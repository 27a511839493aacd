//! End-to-end training tests over the scripted counterparty stack.

use collections_agent_compliance::ComplianceEngine;
use collections_agent_config::{ComplianceConfig, LearnerParams, RewardConfig};
use collections_agent_core::{CaseFacts, Outcome, Persona};
use collections_agent_env::{
    compare_learners, run_episode, run_evaluation, train_and_evaluate, Environment,
    ScriptedCounterparty, TemplateUtteranceGenerator, TrainerConfig,
};
use collections_agent_policy::{
    FixedScriptLearner, Learner, QLearner, RandomLearner, RewardEngine,
};

fn environment() -> Environment {
    Environment::new(
        CaseFacts::sample(),
        ComplianceEngine::new(ComplianceConfig::default()),
        RewardEngine::new(RewardConfig::default()),
        Box::new(TemplateUtteranceGenerator::new()),
        Box::new(ScriptedCounterparty::new(0)),
        30,
    )
}

fn exploit_params() -> LearnerParams {
    LearnerParams {
        learning_rate: 0.3,
        gamma: 0.9,
        epsilon: 0.3,
        epsilon_decay: 0.99,
        epsilon_floor: 0.01,
        initial_q: 0.0,
    }
}

#[tokio::test]
async fn test_full_episode_runs_to_completion() {
    let mut env = environment();
    let mut learner = FixedScriptLearner::new();
    let metrics = run_episode(&mut env, &mut learner, false, Persona::default(), 3)
        .await
        .unwrap();
    assert!(metrics.length > 0);
    assert!(metrics.length <= 30);
    assert!(metrics.trajectory.transitions.last().unwrap().done);
}

#[tokio::test]
async fn test_episodes_replay_identically_for_same_seed() {
    let mut env = environment();
    let mut learner = FixedScriptLearner::new();
    let a = run_episode(&mut env, &mut learner, false, Persona::default(), 9)
        .await
        .unwrap();
    let b = run_episode(&mut env, &mut learner, false, Persona::default(), 9)
        .await
        .unwrap();
    assert_eq!(a.total_return.to_bits(), b.total_return.to_bits());
    assert_eq!(a.length, b.length);
    assert_eq!(a.terminal_reason, b.terminal_reason);
}

#[tokio::test]
async fn test_evaluation_round_robins_personas() {
    let mut env = environment();
    let mut learner = FixedScriptLearner::new();
    let personas = Persona::default_pool();
    let summary = run_evaluation(&mut env, &mut learner, 10, &personas, 100)
        .await
        .unwrap();
    assert_eq!(summary.episodes, 10);
    assert!(summary.mean_length > 0.0);
    // Rates are proper fractions.
    for rate in [
        summary.success_rate,
        summary.partial_success_rate,
        summary.hangup_rate,
        summary.escalation_rate,
    ] {
        assert!((0.0..=1.0).contains(&rate));
    }
}

#[tokio::test]
async fn test_learning_curve_shape() {
    let mut env = environment();
    let mut learner = QLearner::new(exploit_params(), 5);
    let config = TrainerConfig {
        episodes: 40,
        eval_interval: 10,
        eval_episodes: 5,
        final_eval_episodes: 10,
        eval_enabled: true,
        base_seed: 5,
        personas: Persona::default_pool(),
    };
    let report = train_and_evaluate(&mut env, &mut learner, &config)
        .await
        .unwrap();

    assert_eq!(report.curve.len(), 40);
    let eval_points: Vec<_> = report
        .curve
        .iter()
        .filter(|p| p.eval_return.is_some())
        .collect();
    assert_eq!(eval_points.len(), 4);
    assert!(eval_points.iter().all(|p| p.eval_success_rate.is_some()));
    assert_eq!(report.final_eval.episodes, 10);
    assert_eq!(report.episodes_trained, 40);
}

#[tokio::test]
async fn test_eval_disabled_substitutes_training_metrics() {
    let mut env = environment();
    let mut learner = FixedScriptLearner::new();
    let config = TrainerConfig {
        episodes: 12,
        eval_interval: 5,
        eval_episodes: 5,
        final_eval_episodes: 6,
        eval_enabled: false,
        base_seed: 1,
        personas: Persona::default_pool(),
    };
    let report = train_and_evaluate(&mut env, &mut learner, &config)
        .await
        .unwrap();
    assert!(report.curve.iter().all(|p| p.eval_return.is_none()));
    // The "final eval" is the trailing training episodes.
    assert_eq!(report.final_eval.episodes, 6);
}

#[tokio::test]
async fn test_compare_learners_resets_and_reports() {
    let mut env = environment();
    let mut learners: Vec<Box<dyn Learner>> = vec![
        Box::new(RandomLearner::new(2)),
        Box::new(FixedScriptLearner::new()),
    ];
    // Pre-dirty the first learner so the reset matters.
    learners[0].update(
        &collections_agent_core::ObservationState {
            dialogue_state: collections_agent_core::DialogueState::Opening,
            turn_count: 0,
            time_in_state: 0,
            debt_bucket: collections_agent_core::DebtBucket::Low,
            days_past_due_bucket: collections_agent_core::DaysPastDueBucket::D30,
            prior_attempts: 0,
            identity_verified: false,
            disclosure_complete: false,
            last_signal: None,
            sentiment: collections_agent_core::Sentiment::Neutral,
            objections_raised: 0,
            offers_made: 0,
        },
        collections_agent_core::Action::Greet,
        0.0,
        None,
        true,
    );

    let config = TrainerConfig {
        episodes: 8,
        eval_interval: 4,
        eval_episodes: 4,
        final_eval_episodes: 6,
        eval_enabled: true,
        base_seed: 3,
        personas: Persona::default_pool(),
    };
    let entries = compare_learners(&mut env, &mut learners, &config)
        .await
        .unwrap();
    assert_eq!(entries.len(), 2);
    assert_eq!(entries[0].learner, "random");
    assert_eq!(entries[1].learner, "fixed_script");
    // Reset happened: only the 8 comparison episodes are counted.
    assert_eq!(entries[0].report.episodes_trained, 8);
}

#[tokio::test]
async fn test_saved_learner_resumes_with_identical_policy() {
    let mut env = environment();
    let params = LearnerParams {
        epsilon: 0.0,
        epsilon_floor: 0.0,
        ..exploit_params()
    };
    let mut learner = QLearner::new(params.clone(), 4);
    let config = TrainerConfig {
        episodes: 60,
        eval_interval: 0,
        eval_episodes: 0,
        final_eval_episodes: 20,
        eval_enabled: false,
        base_seed: 21,
        personas: Persona::default_pool(),
    };
    train_and_evaluate(&mut env, &mut learner, &config)
        .await
        .unwrap();

    let payload = learner.save().unwrap();
    let mut restored = QLearner::new(params, 4);
    restored.load(&payload).unwrap();

    // Greedy policies are byte-identical, so evaluation replays match.
    let personas = Persona::default_pool();
    let a = run_evaluation(&mut env, &mut learner, 20, &personas, 900)
        .await
        .unwrap();
    let b = run_evaluation(&mut env, &mut restored, 20, &personas, 900)
        .await
        .unwrap();
    assert_eq!(a.mean_return.to_bits(), b.mean_return.to_bits());
    assert_eq!(a.success_rate.to_bits(), b.success_rate.to_bits());
}

/// Regression guard: the reward signal and learning rule are informative.
/// A trained Q-learner must beat the fixed script, which must beat random
/// action selection, over a shared persona pool and seed range.
#[tokio::test]
async fn test_learner_ordering_after_training() {
    let personas = Persona::default_pool();
    let eval_episodes = 300;
    let eval_seed = 500_000;

    let mut env = environment();

    let mut random = RandomLearner::new(13);
    let random_eval = run_evaluation(&mut env, &mut random, eval_episodes, &personas, eval_seed)
        .await
        .unwrap();

    let mut fixed = FixedScriptLearner::new();
    let fixed_eval = run_evaluation(&mut env, &mut fixed, eval_episodes, &personas, eval_seed)
        .await
        .unwrap();

    let mut q = QLearner::new(exploit_params(), 13);
    let config = TrainerConfig {
        episodes: 800,
        eval_interval: 0,
        eval_episodes: 0,
        final_eval_episodes: 0,
        eval_enabled: false,
        base_seed: 11,
        personas: personas.clone(),
    };
    train_and_evaluate(&mut env, &mut q, &config).await.unwrap();
    let q_eval = run_evaluation(&mut env, &mut q, eval_episodes, &personas, eval_seed)
        .await
        .unwrap();

    assert!(
        random_eval.mean_return < fixed_eval.mean_return,
        "random ({:.2}) should underperform the fixed script ({:.2})",
        random_eval.mean_return,
        fixed_eval.mean_return
    );
    assert!(
        fixed_eval.mean_return < q_eval.mean_return,
        "fixed script ({:.2}) should underperform the trained Q-learner ({:.2})",
        fixed_eval.mean_return,
        q_eval.mean_return
    );
    // Learning should also show up as more calls actually resolved.
    assert!(q_eval.success_rate >= fixed_eval.success_rate);
}

#[tokio::test]
async fn test_random_learner_ends_calls_badly() {
    let mut env = environment();
    let mut random = RandomLearner::new(8);
    let summary = run_evaluation(&mut env, &mut random, 50, &Persona::default_pool(), 70)
        .await
        .unwrap();
    // Random play should rarely secure payment.
    assert!(summary.success_rate < 0.5);
    let failures = 1.0 - summary.success_rate - summary.partial_success_rate;
    assert!(failures > 0.2);
}

#[tokio::test]
async fn test_episode_record_serializes() {
    let mut env = environment();
    let mut learner = FixedScriptLearner::new();
    let metrics = run_episode(&mut env, &mut learner, false, Persona::default(), 12)
        .await
        .unwrap();
    let record = collections_agent_env::EpisodeRecord::from(&metrics);
    let json = serde_json::to_string(&record).unwrap();
    let parsed: serde_json::Value = serde_json::from_str(&json).unwrap();
    assert!(parsed.get("episode_id").is_some());
    assert!(parsed.get("transitions").unwrap().is_array());
    let _outcome: Outcome = metrics.outcome;
}
//! Counterparty persona
//!
//! Configuration consumed by the counterparty simulator. All traits are
//! 1..=10 scales; the simulator owns how they shape behavior.

use serde::{Deserialize, Serialize};

/// Behavioral profile of a simulated counterparty.
#[derive(Debug, Clone, PartialEq, Eq, Serialize, Deserialize)]
pub struct Persona {
    /// Label used in reports and round-robin evaluation pools.
    pub id: String,
    /// Baseline willingness to resolve the debt.
    pub willingness: u8,
    /// Ability to pay.
    pub financial_situation: u8,
    /// How quickly frustration builds.
    pub temperament: u8,
    /// Familiarity with their rights and the process.
    pub knowledge: u8,
    /// Turns of goodwill before hanging up.
    pub patience: u8,
}

impl Persona {
    pub fn new(
        id: impl Into<String>,
        willingness: u8,
        financial_situation: u8,
        temperament: u8,
        knowledge: u8,
        patience: u8,
    ) -> Self {
        Self {
            id: id.into(),
            willingness: clamp_trait(willingness),
            financial_situation: clamp_trait(financial_situation),
            temperament: clamp_trait(temperament),
            knowledge: clamp_trait(knowledge),
            patience: clamp_trait(patience),
        }
    }

    /// Default pool used for evaluation when none is supplied.
    pub fn default_pool() -> Vec<Persona> {
        vec![
            Persona::new("cooperative", 8, 7, 3, 4, 8),
            Persona::new("hardship", 6, 2, 4, 5, 7),
            Persona::new("reluctant", 3, 5, 6, 6, 5),
            Persona::new("hostile", 2, 4, 9, 7, 3),
            Persona::new("informed", 5, 6, 5, 9, 6),
        ]
    }
}

impl Default for Persona {
    fn default() -> Self {
        Persona::new("default", 5, 5, 5, 5, 6)
    }
}

fn clamp_trait(value: u8) -> u8 {
    value.clamp(1, 10)
}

* * *

» WHAT THE TASK ASKS
Which lines of the material contain the string "restored"? List each of them.

» ANSWER TO THE PROBLEM
    let mut restored = QLearner::new(params, 4);
    restored.load(&payload).unwrap();
    let b = run_evaluation(&mut env, &mut restored, 20, &personas, 900)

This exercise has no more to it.